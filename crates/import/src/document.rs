//! Phrase file parsing
//!
//! A phrase file looks like:
//!
//! ```xml
//! <sitecore>
//!   <phrase key="Hello" domain="" itemid="" fieldid="" database="" path="">
//!     <en>Hello</en>
//!     <fr>Bonjour</fr>
//!   </phrase>
//! </sitecore>
//! ```
//!
//! Only immediate `<phrase>` children of a `<sitecore>` root are read. A
//! phrase without element children is not a phrase and is dropped. Text,
//! comments and CDATA directly inside a phrase are kept as invalid children
//! so the importer can report them.

use crate::error::{ImportError, Result};
use quick_xml::escape::unescape;
use quick_xml::events::{BytesStart, Event};
use quick_xml::Reader;
use std::borrow::Cow;
use std::path::Path;

const ROOT_ELEMENT: &[u8] = b"sitecore";
const PHRASE_ELEMENT: &[u8] = b"phrase";

/// Attributes of a `<phrase>` element; absent attributes are empty
#[derive(Debug, Clone, Default, PartialEq, Eq)]
pub struct PhraseAttributes {
    pub key: String,
    pub domain: String,
    pub item_id: String,
    pub field_id: String,
    pub database: String,
    pub path: String,
}

/// Child node of a phrase
#[derive(Debug, Clone, PartialEq, Eq)]
pub enum PhraseChild {
    /// `<fr>Bonjour</fr>`: element name is the language, text content is the value
    Language { name: String, text: String },
    /// Anything that is not an element, as written in the file
    Invalid { xml: String },
}

/// One `<phrase>` element
#[derive(Debug, Clone, PartialEq, Eq)]
pub struct Phrase {
    pub attributes: PhraseAttributes,
    pub children: Vec<PhraseChild>,
    outer_xml: String,
}

impl Phrase {
    /// Build a phrase in memory
    pub fn new(attributes: PhraseAttributes, children: Vec<PhraseChild>) -> Self {
        Self {
            attributes,
            children,
            outer_xml: String::new(),
        }
    }

    /// The phrase element as written in the file
    pub fn outer_xml(&self) -> &str {
        &self.outer_xml
    }

    /// Text of the first child element named `language`, empty if none
    pub fn child_value(&self, language: &str) -> &str {
        self.children
            .iter()
            .find_map(|child| match child {
                PhraseChild::Language { name, text } if name == language => Some(text.as_str()),
                _ => None,
            })
            .unwrap_or("")
    }

    /// Element children names, in document order
    pub fn languages(&self) -> impl Iterator<Item = &str> {
        self.children.iter().filter_map(|child| match child {
            PhraseChild::Language { name, .. } => Some(name.as_str()),
            PhraseChild::Invalid { .. } => None,
        })
    }

    /// True when the phrase has at least one element child
    pub fn has_elements(&self) -> bool {
        self.languages().next().is_some()
    }

    /// True when the phrase targets an explicit record field
    pub fn is_direct(&self) -> bool {
        !self.attributes.item_id.is_empty() && !self.attributes.field_id.is_empty()
    }
}

/// Parsed phrase file
#[derive(Debug, Clone, Default, PartialEq, Eq)]
pub struct PhraseDocument {
    phrases: Vec<Phrase>,
}

impl PhraseDocument {
    /// Read and parse a phrase file
    pub fn load(path: &Path) -> Result<Self> {
        let text = std::fs::read_to_string(path).map_err(|source| ImportError::Io {
            path: path.to_path_buf(),
            source,
        })?;
        Self::parse(text.trim_start_matches('\u{feff}'))
    }

    /// Parse phrase XML
    pub fn parse(text: &str) -> Result<Self> {
        let mut reader = Reader::from_str(text);
        let mut parser = Parser::default();

        loop {
            let start = reader.buffer_position();
            let event = reader.read_event()?;
            let end = reader.buffer_position();
            let raw = text.get(start..end).unwrap_or_default();

            match event {
                Event::Start(e) => parser.open(&e, start)?,
                Event::Empty(e) => parser.empty(&e)?,
                Event::Text(e) => {
                    if parser.depth >= 3 {
                        let content = std::str::from_utf8(&e).map_err(quick_xml::Error::from)?;
                        let content = normalize_line_endings(content);
                        let value = unescape(&content).map_err(quick_xml::Error::from)?;
                        parser.push_text(&value);
                    } else if !raw.trim().is_empty() {
                        parser.stray(raw)?;
                    }
                }
                Event::CData(e) => {
                    if parser.depth >= 3 {
                        let bytes = e.into_inner();
                        parser.push_text(&normalize_line_endings(&String::from_utf8_lossy(&bytes)));
                    } else {
                        parser.stray(raw)?;
                    }
                }
                Event::Comment(_) | Event::PI(_) => {
                    if parser.depth == 2 {
                        parser.stray(raw)?;
                    }
                }
                Event::End(_) => parser.close(text, end),
                Event::Eof => break,
                _ => {}
            }
        }

        parser.finish()
    }

    /// Phrases in document order
    pub fn phrases(&self) -> &[Phrase] {
        &self.phrases
    }

    /// Number of phrases
    pub fn len(&self) -> usize {
        self.phrases.len()
    }

    /// True when the document holds no phrases
    pub fn is_empty(&self) -> bool {
        self.phrases.is_empty()
    }

    /// Languages offered for import: element names of the first phrase
    pub fn offered_languages(&self) -> Vec<String> {
        let mut languages: Vec<String> = Vec::new();
        if let Some(first) = self.phrases.first() {
            for name in first.languages() {
                if !languages.iter().any(|known| known == name) {
                    languages.push(name.to_string());
                }
            }
        }
        languages
    }
}

struct OpenPhrase {
    attributes: PhraseAttributes,
    children: Vec<PhraseChild>,
    start: usize,
}

#[derive(Default)]
struct Parser {
    depth: usize,
    saw_root: bool,
    in_root: bool,
    phrase: Option<OpenPhrase>,
    language: Option<(String, String)>,
    phrases: Vec<Phrase>,
}

impl Parser {
    fn open(&mut self, e: &BytesStart<'_>, start: usize) -> Result<()> {
        self.depth += 1;
        match self.depth {
            1 => self.enter_root(e)?,
            2 if self.in_root && e.local_name().as_ref() == PHRASE_ELEMENT => {
                self.phrase = Some(OpenPhrase {
                    attributes: read_attributes(e)?,
                    children: Vec::new(),
                    start,
                });
            }
            3 if self.phrase.is_some() => {
                self.language = Some((element_name(e), String::new()));
            }
            _ => {}
        }
        Ok(())
    }

    fn empty(&mut self, e: &BytesStart<'_>) -> Result<()> {
        match self.depth {
            0 => {
                self.enter_root(e)?;
                self.in_root = false;
            }
            2 => {
                if let Some(phrase) = self.phrase.as_mut() {
                    phrase.children.push(PhraseChild::Language {
                        name: element_name(e),
                        text: String::new(),
                    });
                }
            }
            // Empty <phrase/> has no children and is not a phrase
            _ => {}
        }
        Ok(())
    }

    fn enter_root(&mut self, e: &BytesStart<'_>) -> Result<()> {
        if self.saw_root {
            return Err(ImportError::Malformed(
                "document has more than one root element".to_string(),
            ));
        }
        self.saw_root = true;
        self.in_root = e.local_name().as_ref() == ROOT_ELEMENT;
        Ok(())
    }

    fn push_text(&mut self, value: &str) {
        if let Some((_, text)) = self.language.as_mut() {
            text.push_str(value);
        }
    }

    fn stray(&mut self, raw: &str) -> Result<()> {
        match self.depth {
            0 => Err(ImportError::Malformed(
                "text outside the root element".to_string(),
            )),
            2 => {
                if let Some(phrase) = self.phrase.as_mut() {
                    phrase.children.push(PhraseChild::Invalid {
                        xml: raw.trim().to_string(),
                    });
                }
                Ok(())
            }
            _ => Ok(()),
        }
    }

    fn close(&mut self, text: &str, end: usize) {
        match self.depth {
            3 => {
                if let (Some((name, value)), Some(phrase)) =
                    (self.language.take(), self.phrase.as_mut())
                {
                    phrase.children.push(PhraseChild::Language { name, text: value });
                }
            }
            2 => {
                if let Some(open) = self.phrase.take() {
                    let phrase = Phrase {
                        attributes: open.attributes,
                        children: open.children,
                        outer_xml: text.get(open.start..end).unwrap_or_default().to_string(),
                    };
                    if phrase.has_elements() {
                        self.phrases.push(phrase);
                    }
                }
            }
            _ => {}
        }
        self.depth = self.depth.saturating_sub(1);
    }

    fn finish(self) -> Result<PhraseDocument> {
        if !self.saw_root {
            return Err(ImportError::Malformed("document has no root element".to_string()));
        }
        if self.depth != 0 {
            return Err(ImportError::Malformed("unexpected end of document".to_string()));
        }
        Ok(PhraseDocument {
            phrases: self.phrases,
        })
    }
}

fn element_name(e: &BytesStart<'_>) -> String {
    String::from_utf8_lossy(e.local_name().as_ref()).into_owned()
}

/// Fold `\r\n` and lone `\r` into `\n`
fn normalize_line_endings(raw: &str) -> Cow<'_, str> {
    if raw.contains('\r') {
        Cow::Owned(raw.replace("\r\n", "\n").replace('\r', "\n"))
    } else {
        Cow::Borrowed(raw)
    }
}

/// Literal tabs and line breaks in an attribute value read as spaces;
/// character references such as `&#10;` survive
fn normalize_attribute(raw: &str) -> Cow<'_, str> {
    match normalize_line_endings(raw) {
        value if value.contains(['\t', '\n']) => Cow::Owned(value.replace(['\t', '\n'], " ")),
        value => value,
    }
}

fn read_attributes(e: &BytesStart<'_>) -> Result<PhraseAttributes> {
    let mut attributes = PhraseAttributes::default();
    for attr in e.attributes() {
        let attr = attr.map_err(quick_xml::Error::from)?;
        let raw = std::str::from_utf8(&attr.value).map_err(quick_xml::Error::from)?;
        let value = unescape(&normalize_attribute(raw))
            .map_err(quick_xml::Error::from)?
            .into_owned();
        match attr.key.as_ref() {
            b"key" => attributes.key = value,
            b"domain" => attributes.domain = value,
            b"itemid" => attributes.item_id = value,
            b"fieldid" => attributes.field_id = value,
            b"database" => attributes.database = value,
            b"path" => attributes.path = value,
            _ => {}
        }
    }
    Ok(attributes)
}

+---+

Within the data above, tally every line that has "unescape" in it. Answer with the number only.

3